Task: Among the entries below, how many lines hold the word "Debug"? Reply with the number only.

[Collected data]
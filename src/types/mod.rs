mod amount;
mod errors;
#[cfg(test)]
mod tests;

pub use amount::{ZERO_AMOUNT, normalize};
pub use errors::AmountError;

pub type RowIndex = usize;
//! Layered configuration loading.
//!
//! The priority chain (later overrides earlier):
//! 1. Built-in defaults ([`LedgerConfig::default()`])
//! 2. A TOML config file, if one is given or `./javelin.toml` exists
//! 3. `JAVELIN_*` environment variables
//!
//! Each field in the final [`EffectiveConfig`] is annotated with the
//! [`ConfigSource`] that determined its value.

use std::collections::HashMap;
use std::path::{Path, PathBuf};

use crate::config::{LedgerConfig, CONFIG_FILENAME};
use crate::LedgerError;

/// Maximum config file size in bytes.
const MAX_CONFIG_FILE_SIZE: u64 = 1024 * 1024;

/// Where a configuration value came from.
#[derive(Debug, Clone, PartialEq, Eq)]
pub enum ConfigSource {
    BuiltinDefault,
    File(PathBuf),
    EnvVar(String),
}

impl std::fmt::Display for ConfigSource {
    fn fmt(&self, f: &mut std::fmt::Formatter<'_>) -> std::fmt::Result {
        match self {
            ConfigSource::BuiltinDefault => write!(f, "built-in default"),
            ConfigSource::File(p) => write!(f, "file: {}", p.display()),
            ConfigSource::EnvVar(name) => write!(f, "env var: {name}"),
        }
    }
}

/// The merged config plus provenance for each field.
#[derive(Debug, Clone)]
pub struct EffectiveConfig {
    pub config: LedgerConfig,
    /// Dot-separated field path -> the source that determined its value.
    pub sources: HashMap<String, ConfigSource>,
}

/// Known environment variable mappings.
struct EnvMapping {
    env_var: &'static str,
    toml_path: &'static [&'static str],
    kind: EnvKind,
}

#[derive(Clone, Copy)]
enum EnvKind {
    Path,
    Integer,
}

const ENV_MAPPINGS: &[EnvMapping] = &[
    EnvMapping {
        env_var: "JAVELIN_LEDGER_PATH",
        toml_path: &["ledger_path"],
        kind: EnvKind::Path,
    },
    EnvMapping {
        env_var: "JAVELIN_LINK_MAX_ATTEMPTS",
        toml_path: &["link", "max_attempts"],
        kind: EnvKind::Integer,
    },
    EnvMapping {
        env_var: "JAVELIN_EXPORT_CHANNEL_CAPACITY",
        toml_path: &["export", "channel_capacity"],
        kind: EnvKind::Integer,
    },
];

/// Layered configuration loader.
pub struct ConfigLoader {
    file_path: Option<PathBuf>,
    env_override: Option<HashMap<String, String>>,
}

impl Default for ConfigLoader {
    fn default() -> Self {
        Self::new()
    }
}

impl ConfigLoader {
    pub fn new() -> Self {
        Self {
            file_path: None,
            env_override: None,
        }
    }

    /// Load from an explicit config file. Unlike the implicit
    /// `./javelin.toml`, an explicit file must exist.
    #[must_use]
    pub fn with_file(mut self, path: PathBuf) -> Self {
        self.file_path = Some(path);
        self
    }

    /// Read environment overrides from `vars` instead of the process
    /// environment.
    #[must_use]
    pub fn with_env_vars(mut self, vars: HashMap<String, String>) -> Self {
        self.env_override = Some(vars);
        self
    }

    /// Load and merge configuration from all sources.
    pub fn load(&self) -> Result<EffectiveConfig, LedgerError> {
        let mut sources = HashMap::new();

        let mut merged = toml::Value::try_from(LedgerConfig::default())
            .map_err(|e| LedgerError::Config(format!("failed to serialize defaults: {e}")))?;
        record_sources(&merged, &mut sources, &ConfigSource::BuiltinDefault, "");

        let file = match &self.file_path {
            Some(path) => {
                if !path.exists() {
                    return Err(LedgerError::Config(format!(
                        "config file {} does not exist",
                        path.display()
                    )));
                }
                Some(path.clone())
            }
            None => {
                let implicit = PathBuf::from(CONFIG_FILENAME);
                implicit.exists().then_some(implicit)
            }
        };

        if let Some(path) = file {
            let content = read_config_file(&path)?;
            let layer: toml::Value = toml::from_str(&content).map_err(|e| {
                LedgerError::Config(format!("invalid config file {}: {e}", path.display()))
            })?;
            deep_merge(&mut merged, &layer);
            record_sources(&layer, &mut sources, &ConfigSource::File(path), "");
        }

        self.apply_env_overrides(&mut merged, &mut sources)?;

        let config: LedgerConfig = merged
            .try_into()
            .map_err(|e| LedgerError::Config(format!("failed to parse merged config: {e}")))?;
        config.validate()?;

        Ok(EffectiveConfig { config, sources })
    }

    fn env_var(&self, name: &str) -> Option<String> {
        match &self.env_override {
            Some(vars) => vars.get(name).cloned(),
            None => std::env::var(name).ok(),
        }
    }

    fn apply_env_overrides(
        &self,
        merged: &mut toml::Value,
        sources: &mut HashMap<String, ConfigSource>,
    ) -> Result<(), LedgerError> {
        for mapping in ENV_MAPPINGS {
            let Some(raw) = self.env_var(mapping.env_var) else {
                continue;
            };
            if raw.chars().any(|c| c.is_control()) {
                return Err(LedgerError::Config(format!(
                    "environment variable {} contains control characters",
                    mapping.env_var
                )));
            }
            let value = match mapping.kind {
                EnvKind::Path => toml::Value::String(raw),
                EnvKind::Integer => {
                    let n: i64 = raw.trim().parse().map_err(|_| {
                        LedgerError::Config(format!(
                            "environment variable {} must be an integer, got {raw:?}",
                            mapping.env_var
                        ))
                    })?;
                    toml::Value::Integer(n)
                }
            };
            set_nested_value(merged, mapping.toml_path, value);
            sources.insert(
                mapping.toml_path.join("."),
                ConfigSource::EnvVar(mapping.env_var.to_string()),
            );
        }
        Ok(())
    }
}

/// Read a config file with a size limit and a null-byte check.
fn read_config_file(path: &Path) -> Result<String, LedgerError> {
    let metadata = std::fs::metadata(path).map_err(|e| {
        LedgerError::Config(format!("cannot read config file {}: {e}", path.display()))
    })?;

    if metadata.len() > MAX_CONFIG_FILE_SIZE {
        return Err(LedgerError::Config(format!(
            "config file {} exceeds maximum size of {MAX_CONFIG_FILE_SIZE} bytes",
            path.display()
        )));
    }

    let content = std::fs::read_to_string(path).map_err(|e| {
        LedgerError::Config(format!("cannot read config file {}: {e}", path.display()))
    })?;

    if content.contains('\0') {
        return Err(LedgerError::Config(format!(
            "config file {} contains null bytes",
            path.display()
        )));
    }

    Ok(content)
}

/// Deep-merge `overlay` into `base`. Tables merge field-by-field; anything
/// else is replaced.
fn deep_merge(base: &mut toml::Value, overlay: &toml::Value) {
    match (base, overlay) {
        (toml::Value::Table(base_table), toml::Value::Table(overlay_table)) => {
            for (key, overlay_val) in overlay_table {
                if let Some(base_val) = base_table.get_mut(key) {
                    deep_merge(base_val, overlay_val);
                } else {
                    base_table.insert(key.clone(), overlay_val.clone());
                }
            }
        }
        (base, overlay) => {
            *base = overlay.clone();
        }
    }
}

fn record_sources(
    layer: &toml::Value,
    sources: &mut HashMap<String, ConfigSource>,
    source: &ConfigSource,
    prefix: &str,
) {
    if let toml::Value::Table(table) = layer {
        for (key, value) in table {
            let path = if prefix.is_empty() {
                key.clone()
            } else {
                format!("{prefix}.{key}")
            };
            sources.insert(path.clone(), source.clone());
            record_sources(value, sources, source, &path);
        }
    }
}

fn set_nested_value(root: &mut toml::Value, path: &[&str], value: toml::Value) {
    let Some((last, parents)) = path.split_last() else {
        return;
    };
    let mut current = root;
    for segment in parents {
        let toml::Value::Table(table) = current else {
            return;
        };
        current = table
            .entry(segment.to_string())
            .or_insert_with(|| toml::Value::Table(toml::map::Map::new()));
    }
    if let toml::Value::Table(table) = current {
        table.insert(last.to_string(), value);
    }
}

#[cfg(test)]
mod tests {
    use super::*;
    use std::io::Write;
    use tempfile::NamedTempFile;

    fn no_env() -> HashMap<String, String> {
        HashMap::new()
    }

    #[test]
    fn file_with_only_defaults_yields_defaults() {
        let loaded = ConfigLoader::new()
            .with_file(write_config("ledger_path = \"audit.db\"\n").path().to_path_buf())
            .with_env_vars(no_env())
            .load()
            .unwrap();
        assert_eq!(loaded.config, LedgerConfig::default());
    }

    #[test]
    fn file_overrides_defaults() {
        let file = write_config(
            "ledger_path = \"/srv/ledger.db\"\n[link]\nmax_attempts = 5\n",
        );
        let loaded = ConfigLoader::new()
            .with_file(file.path().to_path_buf())
            .with_env_vars(no_env())
            .load()
            .unwrap();
        assert_eq!(loaded.config.ledger_path, PathBuf::from("/srv/ledger.db"));
        assert_eq!(loaded.config.link.max_attempts, 5);
        assert_eq!(loaded.config.link.backoff_ms, 2);
        assert_eq!(
            loaded.sources.get("link.max_attempts"),
            Some(&ConfigSource::File(file.path().to_path_buf()))
        );
        assert_eq!(
            loaded.sources.get("export.channel_capacity"),
            Some(&ConfigSource::BuiltinDefault)
        );
    }

    #[test]
    fn env_overrides_file() {
        let file = write_config("ledger_path = \"/srv/ledger.db\"\n");
        let env = HashMap::from([
            ("JAVELIN_LEDGER_PATH".to_string(), "/tmp/env.db".to_string()),
            ("JAVELIN_EXPORT_CHANNEL_CAPACITY".to_string(), "8".to_string()),
        ]);
        let loaded = ConfigLoader::new()
            .with_file(file.path().to_path_buf())
            .with_env_vars(env)
            .load()
            .unwrap();
        assert_eq!(loaded.config.ledger_path, PathBuf::from("/tmp/env.db"));
        assert_eq!(loaded.config.export.channel_capacity, 8);
        assert_eq!(
            loaded.sources.get("ledger_path"),
            Some(&ConfigSource::EnvVar("JAVELIN_LEDGER_PATH".into()))
        );
    }

    #[test]
    fn non_numeric_env_rejected() {
        let file = write_config("ledger_path = \"/srv/ledger.db\"\n");
        let env = HashMap::from([(
            "JAVELIN_LINK_MAX_ATTEMPTS".to_string(),
            "many".to_string(),
        )]);
        let err = ConfigLoader::new()
            .with_file(file.path().to_path_buf())
            .with_env_vars(env)
            .load()
            .unwrap_err();
        assert!(err.to_string().contains("JAVELIN_LINK_MAX_ATTEMPTS"));
    }

    #[test]
    fn missing_explicit_file_rejected() {
        let err = ConfigLoader::new()
            .with_file(PathBuf::from("/nonexistent/javelin.toml"))
            .with_env_vars(no_env())
            .load()
            .unwrap_err();
        assert!(err.to_string().contains("does not exist"));
    }

    #[test]
    fn null_bytes_rejected() {
        let file = write_config("ledger_path = \"a\"\n\0");
        let err = ConfigLoader::new()
            .with_file(file.path().to_path_buf())
            .with_env_vars(no_env())
            .load()
            .unwrap_err();
        assert!(err.to_string().contains("null bytes"));
    }

    #[test]
    fn deep_merge_keeps_sibling_fields() {
        let mut base: toml::Value = toml::from_str("[link]\nmax_attempts = 32\nbackoff_ms = 2\n").unwrap();
        let overlay: toml::Value = toml::from_str("[link]\nbackoff_ms = 9\n").unwrap();
        deep_merge(&mut base, &overlay);
        assert_eq!(base["link"]["max_attempts"].as_integer(), Some(32));
        assert_eq!(base["link"]["backoff_ms"].as_integer(), Some(9));
    }

    fn write_config(content: &str) -> NamedTempFile {
        let mut file = NamedTempFile::new().unwrap();
        file.write_all(content.as_bytes()).unwrap();
        file
    }
}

Solution: 2